« Dénonciation »,
gestion collective, sociétés de gestion, surveillance
des sociétés de gestion,
dénonciation,
frais de procédure, témérité, principe
de l’équivalence,
principe de la proportionnalité, causalité ;
art. 127 al. 1 Cst, art. 46a LOGA, art. 13 al. 1 LIPI, art. 71 PA,
art. 1 O-PA, art. 10 O-PA, art. 2 al. 1 OGEmol, art. 3 al. 2 OGEmol,
art. 53 LDA, art. 16d ODAu, art. 2 OTa-IPI.
Au
sens de l'art. 53 LDA, la surveillance de la gestion est étendue et
permet à l'IPI d'examiner si les sociétés de gestion exécutent
leurs tâches selon des règles déterminées, respectivement si les
tarifs sont respectés (c. 3.2). La dénonciation est une procédure
non contentieuse par laquelle un administré peut attirer l'attention
d'une autorité hiérarchiquement supérieure sur une situation de
fait ou de droit qui justifierait à son avis une intervention de
l'Etat dans l'intérêt public (c. 4.1). La jurisprudence et la
doctrine retiennent que celui qui dépose une plainte auprès de
l'IPI en raison d'une mesure prise par une société de gestion est
considéré comme un dénonciateur au sens de l'art. 71 PA. Cette
disposition est en effet applicable par analogie (c. 4.3). Selon
l'art. 71 al. 2 PA, le dénonciateur n'a aucun des droits reconnus à
la partie. L'autorité saisie décide, d’après son pouvoir
d'appréciation, si elle donne suite on non à la dénonciation. La
seule qualité de dénonciateur ne donne pas le droit de recourir
contre la décision prise à la suite de la dénonciation ; le
dénonciateur doit encore pouvoir invoquer un intérêt digne de
protection à ce que l'autorité de surveillance intervienne (c.

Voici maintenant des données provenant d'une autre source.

//! TLS protocol constants and types.

/// TLS protocol version.
///
/// Ordered, so `Tls10 < Tls11 < Tls12`.
#[derive(Debug, Clone, Copy, PartialEq, Eq, Hash, PartialOrd, Ord)]
#[repr(u16)]
pub enum ProtocolVersion {
    /// TLS 1.0 (RFC 2246)
    Tls10 = 0x0301,

    /// TLS 1.1 (RFC 4346)
    Tls11 = 0x0302,

    /// TLS 1.2 (RFC 5246)
    Tls12 = 0x0303,
}

impl ProtocolVersion {
    /// Create from wire format (u16 big-endian).
    pub const fn from_u16(value: u16) -> Option<Self> {
        match value {
            0x0301 => Some(ProtocolVersion::Tls10),
            0x0302 => Some(ProtocolVersion::Tls11),
            0x0303 => Some(ProtocolVersion::Tls12),
            _ => None,
        }
    }

    /// Convert to wire format (u16 big-endian).
    pub const fn to_u16(self) -> u16 {
        self as u16
    }

    /// Wire bytes, major then minor.
    pub const fn to_bytes(self) -> [u8; 2] {
        (self as u16).to_be_bytes()
    }

    /// Get the protocol name.
    pub const fn name(self) -> &'static str {
        match self {
            ProtocolVersion::Tls10 => "TLS 1.0",
            ProtocolVersion::Tls11 => "TLS 1.1",
            ProtocolVersion::Tls12 => "TLS 1.2",
        }
    }

    /// CBC records carry an explicit per-record IV from TLS 1.1 on.
    pub const fn has_explicit_iv(self) -> bool {
        !matches!(self, ProtocolVersion::Tls10)
    }

    /// TLS 1.2 replaces the MD5/SHA-1 PRF with P_SHA256.
    pub const fn uses_sha256_prf(self) -> bool {
        matches!(self, ProtocolVersion::Tls12)
    }
}

impl std::fmt::Display for ProtocolVersion {
    fn fmt(&self, f: &mut std::fmt::Formatter<'_>) -> std::fmt::Result {
        f.write_str(self.name())
    }
}

/// TLS record content type (RFC 5246 Section 6.2.1).
#[derive(Debug, Clone, Copy, PartialEq, Eq, Hash)]
#[repr(u8)]
pub enum ContentType {
    /// Change cipher spec (20)
    ChangeCipherSpec = 20,

    /// Alert (21)
    Alert = 21,

    /// Handshake (22)
    Handshake = 22,

    /// Application data (23)
    ApplicationData = 23,
}

impl ContentType {
    /// Create from wire format (u8).
    pub const fn from_u8(value: u8) -> Option<Self> {
        match value {
            20 => Some(ContentType::ChangeCipherSpec),
            21 => Some(ContentType::Alert),
            22 => Some(ContentType::Handshake),
            23 => Some(ContentType::ApplicationData),
            _ => None,
        }
    }

    /// Convert to wire format (u8).
    pub const fn to_u8(self) -> u8 {
        self as u8
    }
}

/// Handshake message type (RFC 5246 Section 7.4).
#[derive(Debug, Clone, Copy, PartialEq, Eq, Hash)]
#[repr(u8)]
pub enum HandshakeType {
    /// ClientHello (1)
    ClientHello = 1,

    /// ServerHello (2)
    ServerHello = 2,

    /// Certificate (11)
    Certificate = 11,

    /// ServerKeyExchange (12)
    ServerKeyExchange = 12,

    /// ServerHelloDone (14)
    ServerHelloDone = 14,

    /// ClientKeyExchange (16)
    ClientKeyExchange = 16,

    /// Finished (20)
    Finished = 20,
}

impl HandshakeType {
    /// Create from wire format (u8).
    pub const fn from_u8(value: u8) -> Option<Self> {
        match value {
            1 => Some(HandshakeType::ClientHello),
            2 => Some(HandshakeType::ServerHello),
            11 => Some(HandshakeType::Certificate),
            12 => Some(HandshakeType::ServerKeyExchange),
            14 => Some(HandshakeType::ServerHelloDone),
            16 => Some(HandshakeType::ClientKeyExchange),
            20 => Some(HandshakeType::Finished),
            _ => None,
        }
    }

    /// Convert to wire format (u8).
    pub const fn to_u8(self) -> u8 {
        self as u8
    }
}

/// Size of the client and server random values.
pub const RANDOM_SIZE: usize = 32;

#[cfg(test)]
mod tests {
    use super::*;

    #[test]
    fn test_version_wire_format() {
        assert_eq!(ProtocolVersion::from_u16(0x0301), Some(ProtocolVersion::Tls10));
        assert_eq!(ProtocolVersion::from_u16(0x0303), Some(ProtocolVersion::Tls12));
        assert_eq!(ProtocolVersion::from_u16(0x0304), None);
        assert_eq!(ProtocolVersion::from_u16(0x0300), None);
        assert_eq!(ProtocolVersion::Tls11.to_bytes(), [0x03, 0x02]);
    }

    #[test]
    fn test_version_ordering() {
        assert!(ProtocolVersion::Tls10 < ProtocolVersion::Tls11);
        assert!(ProtocolVersion::Tls11 < ProtocolVersion::Tls12);
        assert!(!ProtocolVersion::Tls10.has_explicit_iv());
        assert!(ProtocolVersion::Tls11.has_explicit_iv());
        assert!(ProtocolVersion::Tls12.uses_sha256_prf());
    }

    #[test]
    fn test_content_type_conversion() {
        assert_eq!(ContentType::from_u8(20), Some(ContentType::ChangeCipherSpec));
        assert_eq!(ContentType::from_u8(23), Some(ContentType::ApplicationData));
        assert_eq!(ContentType::from_u8(24), None);
        assert_eq!(ContentType::Alert.to_u8(), 21);
    }

    #[test]
    fn test_handshake_type_conversion() {
        for value in [1u8, 2, 11, 12, 14, 16, 20] {
            assert_eq!(HandshakeType::from_u8(value).unwrap().to_u8(), value);
        }
        assert_eq!(HandshakeType::from_u8(13), None);
    }
}
//! Hash function implementations using the RustCrypto digest crates.

use ltls_crypto::{Hash, HashAlgorithm, Result};
use md5::Md5;
use sha1::Sha1;
use sha2::{Digest, Sha256};

/// Create a hash instance for the specified algorithm.
pub fn create_hash(algorithm: HashAlgorithm) -> Result<Box<dyn Hash>> {
    match algorithm {
        HashAlgorithm::Md5 => Ok(Box::new(DigestHash::<Md5>::new(algorithm))),
        HashAlgorithm::Sha1 => Ok(Box::new(DigestHash::<Sha1>::new(algorithm))),
        HashAlgorithm::Sha256 => Ok(Box::new(DigestHash::<Sha256>::new(algorithm))),
    }
}

/// Adapter from a RustCrypto [`Digest`] to the provider [`Hash`] trait.
struct DigestHash<D> {
    hasher: D,
    algorithm: HashAlgorithm,
}

impl<D: Digest> DigestHash<D> {
    fn new(algorithm: HashAlgorithm) -> Self {
        Self {
            hasher: D::new(),
            algorithm,
        }
    }
}

impl<D: Digest + Send + 'static> Hash for DigestHash<D> {
    fn update(&mut self, data: &[u8]) {
        Digest::update(&mut self.hasher, data);
    }

    fn finalize(self: Box<Self>) -> Vec<u8> {
        self.hasher.finalize().to_vec()
    }

    fn output_size(&self) -> usize {
        self.algorithm.output_size()
    }

    fn algorithm(&self) -> HashAlgorithm {
        self.algorithm
    }
}

#[cfg(test)]
mod tests {
    use super::*;

    fn digest(algorithm: HashAlgorithm, data: &[u8]) -> Vec<u8> {
        let mut hash = create_hash(algorithm).unwrap();
        hash.update(data);
        hash.finalize()
    }

    #[test]
    fn test_md5_known_vector() {
        let expected = hex::decode("900150983cd24fb0d6963f7d28e17f72").unwrap();
        assert_eq!(digest(HashAlgorithm::Md5, b"abc"), expected);
    }

    #[test]
    fn test_sha1_known_vector() {
        let expected = hex::decode("a9993e364706816aba3e25717850c26c9cd0d89d").unwrap();
        assert_eq!(digest(HashAlgorithm::Sha1, b"abc"), expected);
    }

    #[test]
    fn test_sha256_known_vector() {
        let expected =
            hex::decode("ba7816bf8f01cfea414140de5dae2223b00361a396177a9cb410ff61f20015ad")
                .unwrap();
        assert_eq!(digest(HashAlgorithm::Sha256, b"abc"), expected);
    }

    #[test]
    fn test_incremental_matches_one_shot() {
        let mut hash = create_hash(HashAlgorithm::Sha1).unwrap();
        hash.update(b"hello ");
        hash.update(b"world");
        assert_eq!(hash.finalize(), digest(HashAlgorithm::Sha1, b"hello world"));
    }
}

4.4). Le principe de la légalité en droit fiscal, érigé en droit
constitutionnel indépendant à l'art. 127 al. 1 Cst, s'applique à
toutes les contributions publiques (c. 5.1). Si la qualité de
contribuable et l'objet de l'impôt doivent toujours être définis
dans une loi formelle, la jurisprudence a assoupli cette exigence en
ce qui concerne le mode de calcul de certaines contributions. La
compétence d'en fixer le montant peut ainsi être déléguée à
l'exécutif lorsqu'il s'agit d'une contribution dont la quotité est
limitée par des principes constitutionnels contrôlables, tels que
ceux de la couverture des frais et de l'équivalence (c. 5.2). Ce
dernier est l'expression du principe de la proportionnalité en
matière de contributions publiques : le montant de la
contribution exigée d'une personne déterminée doit être en
rapport avec la valeur objective de la prestation fournie à celle-ci
(c. 5.3). L’assouplissement du principe de la légalité en matière
fiscale ne vaut pas lorsqu'une contribution ne permet de couvrir
qu'une partie des dépenses effectives. Dans ce cas, les principes de
l'équivalence et de la couverture des frais ne permettent pas
d'encadrer de manière suffisante la contribution en cause (c. 5.4).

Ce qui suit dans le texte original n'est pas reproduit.